Longtemps reléguée à la marge de la littérature africaine avec la publication d’une poignée d’auteurs, la littérature togolaise connaît une émergence depuis le début des années 1990.  Des auteurs reconnus à l’étranger par des prix (Sami Tchak, Kossi Efoui, Edem Awumey, Kangni Alem) participent de cette renaissance tandis que d’autres  en Europe et aux Etats-Unis publient dans d’autres langues, même s’ils sont très peu ou pas du tout traduits en français. A l’intérieur du Togo, on constate également l’arrivée de jeunes auteurs, la production d’œuvres de qualités diverses, parfois franchement très médiocre.  Sur ce point précis, Kangni Alem suggère à la nouvelle Association des écrivains togolais (AET) la création d’une revue de littérature pour aider à l’émergence de jeunes auteurs. Pour l’auteur de Cola Cola Jazz, c’est souvent par ce canal- notamment celui de la Revue Noire et Le Serpent à Plumes-  que de nombreux auteurs togolais ont été détectés par de grands éditeurs en France. Reste à savoir, si l’AET peut relever un tel défi.
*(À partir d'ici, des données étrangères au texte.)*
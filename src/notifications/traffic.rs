//! Fan-out of session traffic counters to real-time observers.
//!
//! One broadcast channel carries every message; each subscriber keeps its own set of
//! joined topics and drops the rest. Delivery is best-effort: slow subscribers lose
//! messages rather than slowing the publisher down.

use std::collections::HashSet;
use std::sync::Arc;

use serde::Serialize;
use tokio::sync::broadcast;
use tracing::{debug, warn};

use crate::db::entities::session;

#[derive(Debug, Clone, PartialEq, Eq, Serialize)]
pub struct TrafficUpdate {
    pub download: i64,
    pub upload: i64,
    pub uptime: Option<String>,
}

impl From<&session::Model> for TrafficUpdate {
    fn from(model: &session::Model) -> Self {
        Self {
            download: model.download,
            upload: model.upload,
            uptime: model.uptime.clone(),
        }
    }
}

#[derive(Debug, Clone, PartialEq, Eq, Serialize)]
pub struct TopicMessage {
    pub topic: String,
    pub payload: TrafficUpdate,
}

pub fn session_topic(session_id: &str) -> String {
    format!("session_{session_id}")
}

#[derive(Debug, Clone)]
pub struct TrafficNotifier {
    tx: broadcast::Sender<Arc<TopicMessage>>,
}

impl TrafficNotifier {
    pub fn new(capacity: usize) -> Self {
        let (tx, _) = broadcast::channel(capacity.max(1));
        Self { tx }
    }

    /// Publishes the session's counters on `session_{id}`. Never blocks; returns how many
    /// subscribers the message reached (zero when nobody is listening).
    pub fn publish(&self, model: &session::Model) -> usize {
        let message = Arc::new(TopicMessage {
            topic: session_topic(&model.session_id),
            payload: TrafficUpdate::from(model),
        });
        match self.tx.send(message) {
            Ok(receivers) => {
                debug!(session_id = %model.session_id, receivers, "Published traffic update.");
                receivers
            }
            Err(_) => 0,
        }
    }

    pub fn subscribe(&self) -> TopicSubscription {
        TopicSubscription {
            rx: self.tx.subscribe(),
            topics: HashSet::new(),
        }
    }

    pub fn subscriber_count(&self) -> usize {
        self.tx.receiver_count()
    }
}

/// One observer's view of the channel.
pub struct TopicSubscription {
    rx: broadcast::Receiver<Arc<TopicMessage>>,
    topics: HashSet<String>,
}

impl TopicSubscription {
    pub fn join(&mut self, session_id: &str) {
        self.topics.insert(session_topic(session_id));
    }

    pub fn leave(&mut self, session_id: &str) {
        self.topics.remove(&session_topic(session_id));
    }

    pub fn is_joined(&self, session_id: &str) -> bool {
        self.topics.contains(&session_topic(session_id))
    }

    /// Waits for the next message on a joined topic. `None` once the notifier is dropped.
    pub async fn recv(&mut self) -> Option<Arc<TopicMessage>> {
        loop {
            match self.rx.recv().await {
                Ok(message) if self.topics.contains(&message.topic) => return Some(message),
                Ok(_) => continue,
                Err(broadcast::error::RecvError::Lagged(skipped)) => {
                    warn!(skipped, "Traffic subscriber lagged; messages dropped.");
                }
                Err(broadcast::error::RecvError::Closed) => return None,
            }
        }
    }
}
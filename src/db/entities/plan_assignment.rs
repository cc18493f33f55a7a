use sea_orm::entity::prelude::*;
use serde::{Deserialize, Serialize};

use crate::db::enums::AssignmentState;

#[derive(Clone, Debug, PartialEq, Eq, DeriveEntityModel, Serialize, Deserialize)]
#[sea_orm(table_name = "plan_assignments")]
pub struct Model {
    #[sea_orm(primary_key)]
    pub id: i32,
    pub user_id: i32,
    pub plan_id: i32,
    /// Raw state code as reported by the router, e.g. `running-active`.
    pub state: Option<String>,
    /// `None` means the assignment never expires.
    pub end_time: Option<ChronoDateTimeUtc>,
    #[sea_orm(unique, nullable)]
    pub external_id: Option<String>,
    pub created_at: ChronoDateTimeUtc,
    pub updated_at: ChronoDateTimeUtc,
}

impl Model {
    pub fn derived_state(&self) -> AssignmentState {
        AssignmentState::from_code(self.state.as_deref())
    }
}

#[derive(Copy, Clone, Debug, EnumIter, DeriveRelation)]
pub enum Relation {
    #[sea_orm(
        belongs_to = "super::user::Entity",
        from = "Column::UserId",
        to = "super::user::Column::Id",
        on_delete = "Cascade",
        on_update = "Cascade"
    )]
    User,
    #[sea_orm(
        belongs_to = "super::plan::Entity",
        from = "Column::PlanId",
        to = "super::plan::Column::Id",
        on_delete = "Cascade",
        on_update = "Cascade"
    )]
    Plan,
    #[sea_orm(has_many = "super::payment::Entity")]
    Payments,
}

impl Related<super::user::Entity> for Entity {
    fn to() -> RelationDef {
        Relation::User.def()
    }
}

impl Related<super::plan::Entity> for Entity {
    fn to() -> RelationDef {
        Relation::Plan.def()
    }
}

impl Related<super::payment::Entity> for Entity {
    fn to() -> RelationDef {
        Relation::Payments.def()
    }
}

impl ActiveModelBehavior for ActiveModel {}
D’où la question problématique de l’édition.  L’édition reste le talon d’Achille de cette littérature montante et une réforme indispensable enraierait   une production en deçà des attentes. Deux maisons d’édition occupent le haut du pavé. La très volontariste quoique peu professionnelle Awoudy (un catalogue relevé après quatre années d’existence) et la professionnelle et moins ambitieuse Graines de pensées dont le public attend un relèvement du niveau de l’édition. Pour l’instant, l’édition joue dans le registre du droit d’auteur, toute la machine commerciale n’est réellement pas mise en œuvre pour lapromotion de l’auteur. Les livres sont produits et très peu connus, même si on évolue dans un environnement culturel caractérisé par l’absence d’une volonté publique quant à la promotion du livre et de la lecture. En ce sens, les conférenciers et les participants ont déploré la non-application de la ratification de l’Accord de Florence sur la circulation des biens culturels et scientifiques.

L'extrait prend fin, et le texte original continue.